With this ZK STARK computation, validator nodes can verify the validity of the provided transaction outcome. Essentially, they only need to determine if the user’s ZK proof is accurate. If it is, then the user’s proposed transaction outcome is indeed correct. There’s no need to execute the entire smart contract code each time to determine if the transaction will succeed.

Validating a ZK proof should consume fewer resources than executing the smart contract code.

For “simple” smart contracts, the outcome is generally deterministic. However, with a DEX, the outcome is not clear. Swap rates might fluctuate, resulting in users receiving slightly more or fewer destination tokens than expected. This is acceptable due to slippage. But how can we ensure a transaction’s successful execution when all we possess is the user’s off-chain proof of a successful transaction? Given that transactions are randomly shuffled within a block, slippage might intervene, preventing the swap from being executed. If nodes don’t verify the slippage, users might end up receiving significantly fewer tokens than estimated.

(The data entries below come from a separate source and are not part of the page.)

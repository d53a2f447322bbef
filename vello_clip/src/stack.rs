// Copyright 2025 the Vello Authors
// SPDX-License-Identifier: Apache-2.0 OR MIT

//! The clip stack value type.

use crate::element::{ClipElement, ClipOp};
use crate::iter::{IterStart, StackIter};
use crate::kurbo::Rect;
use crate::{ClipError, IntRect, Result};
use log::{debug, trace, warn};
use smallvec::SmallVec;

/// Number of elements stored inline before spilling to the heap.
const INLINE_ELEMENTS: usize = 4;

/// An ordered record of clip elements, earliest pushed first.
///
/// A stack with no elements is *wide open*: nothing is clipped. It does not mean that
/// nothing is visible.
///
/// Stacks have value semantics. The `set_*` methods replace the whole value rather
/// than editing it, and cannot be called while a [`StackIter`] borrows the stack.
#[derive(Clone, Debug, Default)]
pub struct ClipStack {
    elements: SmallVec<[ClipElement; INLINE_ELEMENTS]>,
    /// `None` iff the stack is wide open.
    bounds: Option<Rect>,
    requires_aa: bool,
}

impl ClipStack {
    /// Create a wide-open stack.
    pub fn new() -> Self {
        Self::default()
    }

    /// Create a stack holding a single non-antialiased rectangle intersection.
    ///
    /// A rectangle with NaN coordinates is kept as given, and is also the stack's bounds.
    pub fn from_rect(rect: Rect) -> Self {
        if rect.is_nan() {
            warn!("Clip rect {rect:?} contains NaN.");
        }
        let mut elements = SmallVec::new();
        elements.push(ClipElement::rect(rect, ClipOp::Intersect, false));
        let stack = Self {
            elements,
            bounds: Some(rect),
            requires_aa: false,
        };
        stack.debug_validate();
        stack
    }

    /// Create a stack holding a single pixel-aligned rectangle.
    pub fn from_int_rect(rect: IntRect) -> Self {
        Self::from_rect(rect.to_rect())
    }

    /// Create a stack from a sequence of elements, bottom first.
    ///
    /// `conservative_bounds` must contain the region the elements describe. It is
    /// stored as given, except that:
    /// - an empty sequence produces a wide-open stack with no bounds;
    /// - a sequence that is a single rectangle (intersect or replace) uses that
    ///   rectangle as its bounds, even when it contains NaN.
    ///
    /// Rectangle elements with NaN coordinates are kept. Supplied bounds with NaN
    /// coordinates are a caller bug and fail [`ClipStack::validate`].
    pub fn from_elements<I>(elements: I, conservative_bounds: Rect) -> Self
    where
        I: IntoIterator<Item = ClipElement>,
    {
        let elements: SmallVec<[ClipElement; INLINE_ELEMENTS]> =
            elements.into_iter().collect();
        let requires_aa = elements.iter().any(ClipElement::anti_alias);

        for rect in elements.iter().filter_map(ClipElement::as_rect) {
            if rect.is_nan() {
                warn!("Clip rect {rect:?} contains NaN.");
            }
        }

        let bounds = match elements.as_slice() {
            [] => None,
            [only] => match only.simple_rect() {
                Some(rect) => {
                    if !same_rect(*rect, conservative_bounds) {
                        debug!(
                            "Using clip rect {rect:?} instead of supplied bounds {conservative_bounds:?}."
                        );
                    }
                    Some(*rect)
                }
                None => Some(conservative_bounds),
            },
            _ => Some(conservative_bounds),
        };
        if bounds.is_some_and(|b| b.is_nan()) && !is_single_simple_rect(&elements) {
            warn!("Conservative clip bounds {conservative_bounds:?} contain NaN.");
        }

        trace!(
            "Built clip stack with {} elements, requires_aa = {requires_aa}.",
            elements.len()
        );
        let stack = Self {
            elements,
            bounds,
            requires_aa,
        };
        stack.debug_validate();
        stack
    }

    /// Reset to the wide-open state.
    pub fn set_empty(&mut self) {
        *self = Self::new();
    }

    /// Replace the contents with a single rectangle. See [`ClipStack::from_rect`].
    pub fn set_from_rect(&mut self, rect: Rect) {
        *self = Self::from_rect(rect);
    }

    /// Replace the contents with a single pixel-aligned rectangle.
    pub fn set_from_int_rect(&mut self, rect: IntRect) {
        *self = Self::from_int_rect(rect);
    }

    /// Replace the contents with a sequence of elements. See [`ClipStack::from_elements`].
    pub fn set_from_elements<I>(&mut self, elements: I, conservative_bounds: Rect)
    where
        I: IntoIterator<Item = ClipElement>,
    {
        *self = Self::from_elements(elements, conservative_bounds);
    }

    /// A rectangle guaranteed to contain the clipped region.
    ///
    /// Returns `None` for a wide-open stack, which is unbounded.
    pub fn conservative_bounds(&self) -> Option<Rect> {
        self.bounds
    }

    /// Whether any element asks for anti-aliased edges.
    pub fn requires_aa(&self) -> bool {
        self.requires_aa
    }

    /// Whether the stack has no elements, i.e. it clips nothing.
    ///
    /// This is about having no constraints, not about having no area.
    pub fn is_wide_open(&self) -> bool {
        self.elements.is_empty()
    }

    /// Whether the clip is exactly one rectangle.
    ///
    /// When this holds, [`ClipStack::conservative_bounds`] is that rectangle.
    pub fn is_rect(&self) -> bool {
        match self.elements.as_slice() {
            [only] => match only.simple_rect() {
                Some(rect) => {
                    debug_assert!(
                        self.bounds.is_some_and(|b| same_rect(b, *rect)),
                        "a single rect clip must be its own bounds"
                    );
                    true
                }
                None => false,
            },
            _ => false,
        }
    }

    pub fn element_count(&self) -> usize {
        self.elements.len()
    }

    /// An iterator starting below the bottom element.
    pub fn iter(&self) -> StackIter<'_> {
        StackIter::new(self, IterStart::Bottom)
    }

    /// An iterator starting at either end.
    pub fn iter_from(&self, start: IterStart) -> StackIter<'_> {
        StackIter::new(self, start)
    }

    /// Check the invariants tying the cached state to the elements.
    ///
    /// NaN is only rejected in bounds that were supplied separately from the elements.
    /// A single rectangle stack's bounds are its rectangle, compared bit for bit.
    pub fn validate(&self) -> Result<()> {
        let supplied = match (self.elements.as_slice(), self.bounds) {
            ([], Some(bounds)) => return Err(ClipError::UnexpectedBounds(bounds)),
            ([], None) => None,
            (elements, None) => return Err(ClipError::MissingBounds(elements.len())),
            ([only], Some(bounds)) => match only.simple_rect() {
                Some(rect) if same_rect(*rect, bounds) => None,
                Some(rect) => {
                    return Err(ClipError::RectBoundsMismatch {
                        rect: *rect,
                        bounds: Some(bounds),
                    });
                }
                None => Some(bounds),
            },
            (_, Some(bounds)) => Some(bounds),
        };

        if let Some(bounds) = supplied {
            if bounds.is_nan() {
                return Err(ClipError::NanBounds(bounds));
            }
        }

        let actual = self.elements.iter().any(ClipElement::anti_alias);
        if actual != self.requires_aa {
            return Err(ClipError::AntiAliasMismatch {
                cached: self.requires_aa,
                actual,
            });
        }
        Ok(())
    }

    pub(crate) fn elements(&self) -> &[ClipElement] {
        &self.elements
    }

    fn debug_validate(&self) {
        if cfg!(debug_assertions) {
            if let Err(e) = self.validate() {
                panic!("inconsistent clip stack: {e}");
            }
        }
    }
}

fn is_single_simple_rect(elements: &[ClipElement]) -> bool {
    matches!(elements, [only] if only.simple_rect().is_some())
}

/// Bitwise rectangle equality, so a NaN rectangle matches itself.
fn same_rect(a: Rect, b: Rect) -> bool {
    let bits = |r: Rect| [r.x0, r.y0, r.x1, r.y1].map(f64::to_bits);
    bits(a) == bits(b)
}

impl PartialEq for ClipStack {
    /// Stacks are equal when their elements are, in order. Cached state is not compared.
    fn eq(&self, other: &Self) -> bool {
        self.elements == other.elements
    }
}
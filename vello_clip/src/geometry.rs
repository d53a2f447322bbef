// Copyright 2025 the Vello Authors
// SPDX-License-Identifier: Apache-2.0 OR MIT

//! Integer geometry for device-space bounds.

use crate::kurbo::Rect;

/// An integer offset, in pixels.
#[derive(Copy, Clone, Default, Debug, PartialEq, Eq, Hash)]
pub struct IntPoint {
    pub x: i32,
    pub y: i32,
}

impl IntPoint {
    /// The zero offset.
    pub const ZERO: Self = Self::new(0, 0);

    pub const fn new(x: i32, y: i32) -> Self {
        Self { x, y }
    }
}

impl core::ops::Neg for IntPoint {
    type Output = Self;

    fn neg(self) -> Self {
        Self::new(self.x.saturating_neg(), self.y.saturating_neg())
    }
}

/// Axis-aligned rectangle with integer edges.
///
/// `x0`/`y0` are inclusive and `x1`/`y1` exclusive, so `IntRect::new(0, 0, 50, 50)`
/// covers 50 by 50 pixels.
#[derive(Copy, Clone, Default, Debug, PartialEq, Eq, Hash)]
pub struct IntRect {
    pub x0: i32,
    pub y0: i32,
    pub x1: i32,
    pub y1: i32,
}

impl IntRect {
    /// The empty rectangle at the origin.
    pub const ZERO: Self = Self::new(0, 0, 0, 0);

    pub const fn new(x0: i32, y0: i32, x1: i32, y1: i32) -> Self {
        Self { x0, y0, x1, y1 }
    }

    /// The rectangle from the origin to `(width, height)`.
    pub fn from_size(width: u32, height: u32) -> Self {
        Self::new(0, 0, saturate(width), saturate(height))
    }

    /// The smallest integer rectangle containing `rect`.
    ///
    /// Coordinates beyond the `i32` range saturate, and NaN maps to zero.
    pub fn round_out(rect: Rect) -> Self {
        Self::new(
            rect.x0.floor() as i32,
            rect.y0.floor() as i32,
            rect.x1.ceil() as i32,
            rect.y1.ceil() as i32,
        )
    }

    pub fn width(&self) -> i32 {
        self.x1.saturating_sub(self.x0).max(0)
    }

    pub fn height(&self) -> i32 {
        self.y1.saturating_sub(self.y0).max(0)
    }

    /// Whether the rectangle covers no pixels.
    pub fn is_empty(&self) -> bool {
        self.x1 <= self.x0 || self.y1 <= self.y0
    }

    /// Move the rectangle by `offset`.
    #[must_use]
    pub fn translate(self, offset: IntPoint) -> Self {
        Self::new(
            self.x0.saturating_add(offset.x),
            self.y0.saturating_add(offset.y),
            self.x1.saturating_add(offset.x),
            self.y1.saturating_add(offset.y),
        )
    }

    /// The intersection of two rectangles.
    ///
    /// Like [`Rect::intersect`], a disjoint pair produces a zero-area rectangle anchored
    /// at the larger of the two origins.
    #[must_use]
    pub fn intersect(self, other: Self) -> Self {
        let x0 = self.x0.max(other.x0);
        let y0 = self.y0.max(other.y0);
        let x1 = self.x1.min(other.x1).max(x0);
        let y1 = self.y1.min(other.y1).max(y0);
        Self::new(x0, y0, x1, y1)
    }

    pub fn to_rect(self) -> Rect {
        Rect::new(
            f64::from(self.x0),
            f64::from(self.y0),
            f64::from(self.x1),
            f64::from(self.y1),
        )
    }
}

impl From<IntRect> for Rect {
    fn from(rect: IntRect) -> Self {
        rect.to_rect()
    }
}

fn saturate(v: u32) -> i32 {
    i32::try_from(v).unwrap_or(i32::MAX)
}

Essentially, the ZK transaction only proves that a transaction should execute based on the user-estimated liquidity and their available funds. Since token prices and liquidity are always changing, nodes would need to re-run the smart contract to compute the actual outcome, ensuring the user’s slippage aligns or the transaction is reverted. :frowning:

How can this be addressed? I propose a solution:

The user could specify both the acceptable outcomes/slippage and also the liquidity pool ratios they consent to. They might, for instance, only approve a ratio of 200/202-300/303 for the token pair A-B. If the ratio differs outside their specified bounds, the slippage would logically, subsequently, also fail. Another thing the user must specify: They must also indicate the pool’s new ratio after their transaction has been successfully executed. All this would be based on off-chain values provided from an API/RPC or similar.

In essence, users would compute the necessary pool ratio to ensure slippage acceptance and transaction validation AND the new pool ratio post-swap.

Checking the current account (DEX smart contract) balance is more efficient than executing the entire smart contract code.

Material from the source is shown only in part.